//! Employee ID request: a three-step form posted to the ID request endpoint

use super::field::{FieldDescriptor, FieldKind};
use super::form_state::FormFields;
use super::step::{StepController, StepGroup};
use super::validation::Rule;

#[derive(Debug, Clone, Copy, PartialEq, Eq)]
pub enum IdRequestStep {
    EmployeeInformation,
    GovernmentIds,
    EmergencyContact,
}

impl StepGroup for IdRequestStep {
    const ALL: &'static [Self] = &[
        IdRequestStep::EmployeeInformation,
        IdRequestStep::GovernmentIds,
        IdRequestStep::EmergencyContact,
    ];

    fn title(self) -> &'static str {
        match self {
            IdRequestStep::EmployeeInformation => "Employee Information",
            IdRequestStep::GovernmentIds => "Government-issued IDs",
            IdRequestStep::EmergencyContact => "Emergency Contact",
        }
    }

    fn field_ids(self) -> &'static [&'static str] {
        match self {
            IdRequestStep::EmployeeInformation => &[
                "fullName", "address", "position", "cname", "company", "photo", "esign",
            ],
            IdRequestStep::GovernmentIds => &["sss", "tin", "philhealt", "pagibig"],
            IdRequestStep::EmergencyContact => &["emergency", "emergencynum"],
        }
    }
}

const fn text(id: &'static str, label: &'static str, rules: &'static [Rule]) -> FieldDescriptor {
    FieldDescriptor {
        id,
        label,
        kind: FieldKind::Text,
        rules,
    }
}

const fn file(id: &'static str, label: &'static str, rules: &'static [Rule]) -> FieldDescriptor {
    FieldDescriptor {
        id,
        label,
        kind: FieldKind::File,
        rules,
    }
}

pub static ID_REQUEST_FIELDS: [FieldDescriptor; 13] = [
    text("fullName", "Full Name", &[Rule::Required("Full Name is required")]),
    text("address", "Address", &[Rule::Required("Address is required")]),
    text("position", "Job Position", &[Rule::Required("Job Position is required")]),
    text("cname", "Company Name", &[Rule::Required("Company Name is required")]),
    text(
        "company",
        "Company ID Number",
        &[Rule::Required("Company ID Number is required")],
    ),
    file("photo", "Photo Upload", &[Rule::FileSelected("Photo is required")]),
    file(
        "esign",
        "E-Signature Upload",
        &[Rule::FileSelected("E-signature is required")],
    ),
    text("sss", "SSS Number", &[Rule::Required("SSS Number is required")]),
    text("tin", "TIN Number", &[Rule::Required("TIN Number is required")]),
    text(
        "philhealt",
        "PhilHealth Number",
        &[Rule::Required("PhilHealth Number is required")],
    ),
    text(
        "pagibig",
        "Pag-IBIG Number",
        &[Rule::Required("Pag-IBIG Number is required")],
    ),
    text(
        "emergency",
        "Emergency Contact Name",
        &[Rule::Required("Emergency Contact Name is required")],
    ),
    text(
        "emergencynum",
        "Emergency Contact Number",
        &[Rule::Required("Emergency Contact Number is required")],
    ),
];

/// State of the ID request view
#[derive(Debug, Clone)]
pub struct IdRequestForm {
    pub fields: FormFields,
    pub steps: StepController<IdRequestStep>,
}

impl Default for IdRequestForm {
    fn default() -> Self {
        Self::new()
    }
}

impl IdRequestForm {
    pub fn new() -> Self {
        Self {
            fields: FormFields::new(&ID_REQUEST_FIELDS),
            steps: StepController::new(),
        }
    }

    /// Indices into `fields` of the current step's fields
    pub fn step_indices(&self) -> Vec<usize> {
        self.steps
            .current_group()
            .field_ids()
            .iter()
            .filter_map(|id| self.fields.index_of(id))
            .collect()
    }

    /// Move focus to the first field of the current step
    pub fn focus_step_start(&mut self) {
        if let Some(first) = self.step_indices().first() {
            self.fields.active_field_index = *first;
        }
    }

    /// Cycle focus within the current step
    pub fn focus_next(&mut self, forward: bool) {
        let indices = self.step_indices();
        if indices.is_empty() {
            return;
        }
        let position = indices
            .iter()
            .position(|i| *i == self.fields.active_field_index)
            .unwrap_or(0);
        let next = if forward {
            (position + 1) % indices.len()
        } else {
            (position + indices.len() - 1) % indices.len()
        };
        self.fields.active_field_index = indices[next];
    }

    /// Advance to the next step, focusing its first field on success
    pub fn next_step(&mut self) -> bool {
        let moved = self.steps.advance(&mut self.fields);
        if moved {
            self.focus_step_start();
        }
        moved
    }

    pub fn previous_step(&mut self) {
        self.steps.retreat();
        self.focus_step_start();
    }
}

§ PROBLEM
Only a number is wanted here: the count of lines above that hold the word "EmergencyContact".

§ ANSWER TO THIS EXERCISE
4